Quote 14 – Focus group discussion: “An important issue for me was that I actually don’t have much scope of action [ …]. Our divisional leader makes all the mistakes that can be done in terms of stress. It starts with the duty roster [ …]. There are no conversations in a calm atmosphere. We have a high stress level during work, so breaks cannot be taken. [ …] I do it like you do now, when I run through the corridors, then I consciously make myself walk slowly and take a deep breath. And then I do one thing at a time. I have now become very aware of the fact that my divisional leader does not [ …] do the staff care that is actually necessary. And I cannot do anything about it as long as he [divisional leader] is not aware of it himself. I wish he would participate in this course.”
Stress prevention would also require that agreements between hierarchical levels on work procedures are adhered to (Quote 15).

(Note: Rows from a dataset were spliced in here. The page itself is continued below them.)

//! Route store and conflict resolution.
//!
//! Every admitted route is indexed under its [`RouteKey`]. Within a key
//! the route with the smallest [`Precedence`] is active; the others are
//! shadowed and take over when the winner is deleted or becomes invalid.
//! Rejected routes are kept so their status can be reported, but never
//! enter the key index.
//!
//! The active set is a pure function of the current route set: the order
//! in which events arrive never changes which route wins.
//!
//! With namespace ownership enabled, a host and the wildcard subdomain
//! over it belong to the namespace of the oldest valid route claiming
//! them. Claims are granted in precedence order over the whole table, and
//! a route whose claim is refused is reported as rejected without losing
//! its place in the key index.

use std::collections::{BTreeMap, BTreeSet, HashMap};
use std::sync::{Arc, RwLock};

use edgeward_core::key::{longest_match, wildcard_host};
use edgeward_core::{Precedence, Route, RouteId, RouteKey, ServiceId};
use serde::Serialize;
use tracing::{debug, info, warn};

use crate::admission;
use crate::endpoints::EndpointTracker;
use crate::error::RouteRejection;
use crate::snapshot::{ActiveRoute, ResolvedBackend, Snapshot};
use crate::tls::{TlsMode, TlsPolicy, TlsResolver};

/// Result of an upsert.
#[derive(Debug, Clone, PartialEq, Eq)]
pub struct UpsertOutcome {
    /// The active route of some key changed.
    pub changed: bool,
    /// Set when the route failed validation.
    pub rejection: Option<RouteRejection>,
}

/// Where a stored route stands.
#[derive(Debug, Clone, PartialEq, Eq, Serialize)]
#[serde(tag = "state", rename_all = "snake_case")]
pub enum RouteStatus {
    Active,
    Shadowed { by: RouteId },
    Rejected { reason: RouteRejection },
}

struct RouteEntry {
    route: Arc<Route>,
    key: RouteKey,
    precedence: Precedence,
    policy: Result<TlsPolicy, RouteRejection>,
}

#[derive(Default)]
struct TableState {
    routes: HashMap<RouteId, RouteEntry>,
    keys: BTreeMap<RouteKey, BTreeSet<Precedence>>,
    /// Valid routes refused by the namespace ownership check.
    blocked: HashMap<RouteId, RouteRejection>,
    namespace_ownership: bool,
    generation: u64,
}

/// Hosts and subdomains granted so far, by namespace.
#[derive(Default)]
struct HostClaims<'a> {
    hosts: HashMap<String, &'a str>,
    wildcards: HashMap<String, &'a str>,
    domains: HashMap<String, BTreeSet<&'a str>>,
}

impl<'a> HostClaims<'a> {
    fn claim(&mut self, entry: &'a RouteEntry) -> Result<(), RouteRejection> {
        let namespace = entry.route.namespace.as_str();
        let host = entry.route.host.to_ascii_lowercase();
        let domain = wildcard_host(&host);
        let claimed = |host: &str, owner: &str| RouteRejection::HostClaimed {
            host: host.to_string(),
            owner: owner.to_string(),
        };

        if let Some(owner) = self.hosts.get(&host).filter(|owner| **owner != namespace) {
            return Err(claimed(&host, owner));
        }
        if let Some(domain) = &domain {
            if let Some(owner) = self.wildcards.get(domain).filter(|owner| **owner != namespace) {
                return Err(claimed(domain, owner));
            }
            if entry.key.is_wildcard()
                && let Some(owner) = self
                    .domains
                    .get(domain)
                    .and_then(|owners| owners.iter().find(|owner| **owner != namespace))
            {
                return Err(claimed(domain, owner));
            }
        }

        self.hosts.entry(host).or_insert(namespace);
        if let Some(domain) = domain {
            if entry.key.is_wildcard() {
                self.wildcards.entry(domain.clone()).or_insert(namespace);
            }
            self.domains.entry(domain).or_default().insert(namespace);
        }
        Ok(())
    }
}

impl TableState {
    fn winner(&self, key: &RouteKey) -> Option<&RouteEntry> {
        self.keys.get(key)?.iter().find_map(|best| {
            let id = RouteId::new(&best.namespace, &best.name);
            if self.blocked.contains_key(&id) {
                return None;
            }
            self.routes.get(&id)
        })
    }

    fn rejection(&self, id: &RouteId) -> Option<RouteRejection> {
        let entry = self.routes.get(id)?;
        entry.policy.as_ref().err().or_else(|| self.blocked.get(id)).cloned()
    }

    /// Keys whose winners a mutation touching `touched` may change.
    fn observed_keys(&self, touched: &[RouteKey]) -> Vec<RouteKey> {
        let mut keys = touched.to_vec();
        if self.namespace_ownership {
            keys.extend(self.keys.keys().cloned());
        }
        keys
    }

    fn winners(&self, keys: &[RouteKey]) -> Vec<Option<Arc<Route>>> {
        keys.iter().map(|key| self.winner_route(key)).collect()
    }

    /// Re-grant host ownership over every valid route.
    fn recompute_ownership(&mut self) {
        if !self.namespace_ownership {
            return;
        }
        let mut claimants: Vec<&RouteEntry> = self
            .routes
            .values()
            .filter(|entry| entry.policy.is_ok())
            .collect();
        claimants.sort_by(|a, b| a.precedence.cmp(&b.precedence));

        let mut claims = HostClaims::default();
        let blocked: HashMap<RouteId, RouteRejection> = claimants
            .into_iter()
            .filter_map(|entry| claims.claim(entry).err().map(|reason| (entry.route.id(), reason)))
            .collect();
        if blocked.len() != self.blocked.len() {
            debug!(blocked = blocked.len(), "host ownership recomputed");
        }
        self.blocked = blocked;
    }

    fn winner_route(&self, key: &RouteKey) -> Option<Arc<Route>> {
        self.winner(key).map(|entry| entry.route.clone())
    }

    fn detach(&mut self, id: &RouteId) -> Option<RouteEntry> {
        let entry = self.routes.remove(id)?;
        if let Some(set) = self.keys.get_mut(&entry.key) {
            set.remove(&entry.precedence);
            if set.is_empty() {
                self.keys.remove(&entry.key);
            }
        }
        Some(entry)
    }

    fn attach(&mut self, id: RouteId, entry: RouteEntry) {
        if entry.policy.is_ok() {
            self.keys
                .entry(entry.key.clone())
                .or_default()
                .insert(entry.precedence.clone());
        }
        self.routes.insert(id, entry);
    }

    fn remove_route(&mut self, id: &RouteId) -> bool {
        let Some(key) = self.routes.get(id).map(|entry| entry.key.clone()) else {
            return false;
        };
        let observed = self.observed_keys(std::slice::from_ref(&key));
        let before = self.winners(&observed);
        self.detach(id);
        self.recompute_ownership();
        let after = self.winners(&observed);
        let changed = before != after;
        if changed {
            self.generation += 1;
            if let Some(promoted) = self.winner_route(&key) {
                info!(key = %key, route = %promoted.id(), "promoted next route after removal");
            }
        }
        changed
    }
}

pub struct RoutingTable {
    state: RwLock<TableState>,
    tls: TlsResolver,
    allow_wildcard_routes: bool,
}

impl RoutingTable {
    pub fn new(tls: TlsResolver) -> Self {
        Self {
            state: RwLock::new(TableState::default()),
            tls,
            allow_wildcard_routes: false,
        }
    }

    /// Key subdomain-wildcard routes under `*.<parent>` instead of their
    /// literal host.
    pub fn with_wildcard_routes(mut self, allow: bool) -> Self {
        self.allow_wildcard_routes = allow;
        self
    }

    /// Refuse routes whose host, or whose wildcard subdomain, is already
    /// claimed by an older route from another namespace.
    pub fn with_namespace_ownership(self, enabled: bool) -> Self {
        self.state.write().expect("routing table lock").namespace_ownership = enabled;
        self
    }

    /// Insert or replace a route by identity.
    ///
    /// The stored creation timestamp is immutable: an update carrying a
    /// different one keeps the original. Replaying an identical route is
    /// a no-op.
    pub fn upsert(&self, mut route: Route) -> UpsertOutcome {
        let id = route.id();
        let mut state = self.state.write().expect("routing table lock");

        let mut previous_key = None;
        let mut previous_mode = None;
        if let Some(existing) = state.routes.get(&id) {
            if existing.route.creation_timestamp != route.creation_timestamp {
                warn!(
                    route = %id,
                    stored = existing.route.creation_timestamp,
                    received = route.creation_timestamp,
                    "creation timestamp changed on update, keeping stored value"
                );
                route.creation_timestamp = existing.route.creation_timestamp;
            }
            if *existing.route == route {
                debug!(route = %id, "ignoring unchanged route");
                return UpsertOutcome {
                    changed: false,
                    rejection: state.rejection(&id),
                };
            }
            previous_key = Some(existing.key.clone());
            previous_mode = Some(TlsMode::from(existing.route.termination()));
        }

        let policy = admission::admit(&route).and_then(|()| self.tls.transition(previous_mode, &route));
        let key = RouteKey::for_route(&route, self.allow_wildcard_routes);
        let precedence = Precedence::of(&route);

        let mut affected = vec![key.clone()];
        if let Some(previous) = previous_key
            && previous != key
        {
            affected.push(previous);
        }
        let observed = state.observed_keys(&affected);
        let before = state.winners(&observed);

        state.detach(&id);
        state.attach(
            id.clone(),
            RouteEntry {
                route: Arc::new(route),
                key: key.clone(),
                precedence,
                policy,
            },
        );
        state.recompute_ownership();

        let rejection = state.rejection(&id);
        let after = state.winners(&observed);
        let changed = before != after;
        if changed {
            state.generation += 1;
        }

        match &rejection {
            Some(reason) => warn!(route = %id, key = %key, %reason, "route rejected"),
            None if changed => debug!(route = %id, key = %key, "route upserted"),
            None => {
                if let Some(winner) = state.winner(&key).filter(|w| w.route.id() != id) {
                    debug!(route = %id, key = %key, by = %winner.route.id(), "route shadowed");
                }
            }
        }

        UpsertOutcome { changed, rejection }
    }

    /// Remove a route. Returns whether the active set changed.
    pub fn delete(&self, id: &RouteId) -> bool {
        let mut state = self.state.write().expect("routing table lock");
        let changed = state.remove_route(id);
        debug!(route = %id, changed, "route deleted");
        changed
    }

    /// Drop every route whose namespace fails `keep`. Returns whether the
    /// active set changed.
    pub fn retain_namespaces(&self, keep: impl Fn(&str) -> bool) -> bool {
        let mut state = self.state.write().expect("routing table lock");
        let dropped: Vec<RouteId> = state
            .routes
            .keys()
            .filter(|id| !keep(&id.namespace))
            .cloned()
            .collect();
        let mut changed = false;
        for id in &dropped {
            changed |= state.remove_route(id);
        }
        if !dropped.is_empty() {
            info!(count = dropped.len(), "dropped routes outside watched namespaces");
        }
        changed
    }

    /// Active route serving a request, by longest path then wildcard host.
    pub fn active_route_for(&self, host: &str, path: &str) -> Option<Arc<Route>> {
        let state = self.state.read().expect("routing table lock");
        longest_match(host, path, |key| state.winner_route(key))
    }

    pub fn route_status(&self, id: &RouteId) -> Option<RouteStatus> {
        let state = self.state.read().expect("routing table lock");
        let entry = state.routes.get(id)?;
        if let Some(reason) = state.rejection(id) {
            return Some(RouteStatus::Rejected { reason });
        }
        match state.winner(&entry.key) {
            Some(winner) if winner.route.id() != *id => Some(RouteStatus::Shadowed {
                by: winner.route.id(),
            }),
            _ => Some(RouteStatus::Active),
        }
    }

    /// Rejected routes with their reasons, sorted by identity.
    pub fn rejections(&self) -> Vec<(RouteId, RouteRejection)> {
        let state = self.state.read().expect("routing table lock");
        let mut out: Vec<(RouteId, RouteRejection)> = state
            .routes
            .keys()
            .filter_map(|id| state.rejection(id).map(|reason| (id.clone(), reason)))
            .collect();
        out.sort_by(|a, b| a.0.cmp(&b.0));
        out
    }

    /// Whether any active route sends traffic to `service`.
    pub fn references_active(&self, service: &ServiceId) -> bool {
        let state = self.state.read().expect("routing table lock");
        state
            .keys
            .keys()
            .filter_map(|key| state.winner(key))
            .any(|entry| entry.route.references(service))
    }

    /// Number of stored routes, rejected and shadowed included.
    pub fn len(&self) -> usize {
        self.state.read().expect("routing table lock").routes.len()
    }

    pub fn is_empty(&self) -> bool {
        self.len() == 0
    }

    /// Number of keys with an active route.
    pub fn active_len(&self) -> usize {
        let state = self.state.read().expect("routing table lock");
        state.keys.keys().filter(|key| state.winner(key).is_some()).count()
    }

    pub fn rejected_len(&self) -> usize {
        let state = self.state.read().expect("routing table lock");
        state
            .routes
            .iter()
            .filter(|(id, entry)| entry.policy.is_err() || state.blocked.contains_key(*id))
            .count()
    }

    pub fn generation(&self) -> u64 {
        self.state.read().expect("routing table lock").generation
    }

    /// Immutable view of the active routes joined with their endpoints.
    pub fn snapshot(&self, endpoints: &EndpointTracker) -> Snapshot {
        let state = self.state.read().expect("routing table lock");
        let active = state.keys.keys().filter_map(|key| {
            let entry = state.winner(key)?;
            let policy = entry.policy.as_ref().ok()?;
            let backends = entry
                .route
                .backends()
                .map(|backend| {
                    let service = ServiceId::new(&entry.route.namespace, &backend.name);
                    ResolvedBackend {
                        endpoints: endpoints.get(&service),
                        service,
                        weight: backend.weight,
                    }
                })
                .collect();
            Some(ActiveRoute {
                key: key.clone(),
                route: entry.route.clone(),
                tls: policy.clone(),
                backends,
            })
        });
        Snapshot::new(state.generation, active)
    }
}

impl Default for RoutingTable {
    fn default() -> Self {
        Self::new(TlsResolver::default())
    }
}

Quote 15 – Focus group discussion: “Interviewee (I): For me, stress prevention includes structure and maintaining agreements. So when the chief physician […] consults with his senior physicians that rounds are always at [the same time] and it will be decided who can be sent home the next day and the reports are ready then […] - and
I: Mostly it is not that way.
I: And then nobody does [what was agreed upon].”
The example of time management illustrates that certain work practices occur across hierarchical levels and could cause stress. Leaders of top management would place orders without sufficient time budget to leaders of middle management. This insufficient time management would in turn be passed on to their subordinates. And consequently, it would be accepted that tasks would also be processed at weekends or after working hours (Quote 16).
Quote 16 – Interview: “We need to think about a general communication structure within the hospital. This is not well practiced from above. Tasks are set without sufficient time budget. And you tend to behave in the same way and to say: Here you have a subtask. And the other one says: when should I do it? And then you say: just like me on the weekend or in the evening. That is not a good answer.”
Appropriate time management was perceived as a stress-preventing working practice and as a leadership task. Subordinates would like to have appropriate time management at work (Quote 17).
Quote 17 – Interview: „I think subordinates would like the leader to be able to estimate realistically how much time a particular task requires. I think this is regularly misestimated.”
Repeatedly, it became clear in the conversations that the topic of stress-preventive leadership style should also be addressed at higher levels of management. This would be decisive for the implementation of stress-preventive leadership at subordinate management levels. The need was formulated that contents from the discussions of the intervention should be passed on to the top management so that they could become aware of the requirements of a stress-preventive leadership culture and react accordingly (Quote 18).
Quote 18 – Interview: “It should not be just an intervention for leaders [of middle management]. Each participating group should work out a few things that are communicated to higher management. That it is not only something for us, but that they also receive feedback on a few key points that occur frequently in the courses. So they may be able to react and benefit from it.”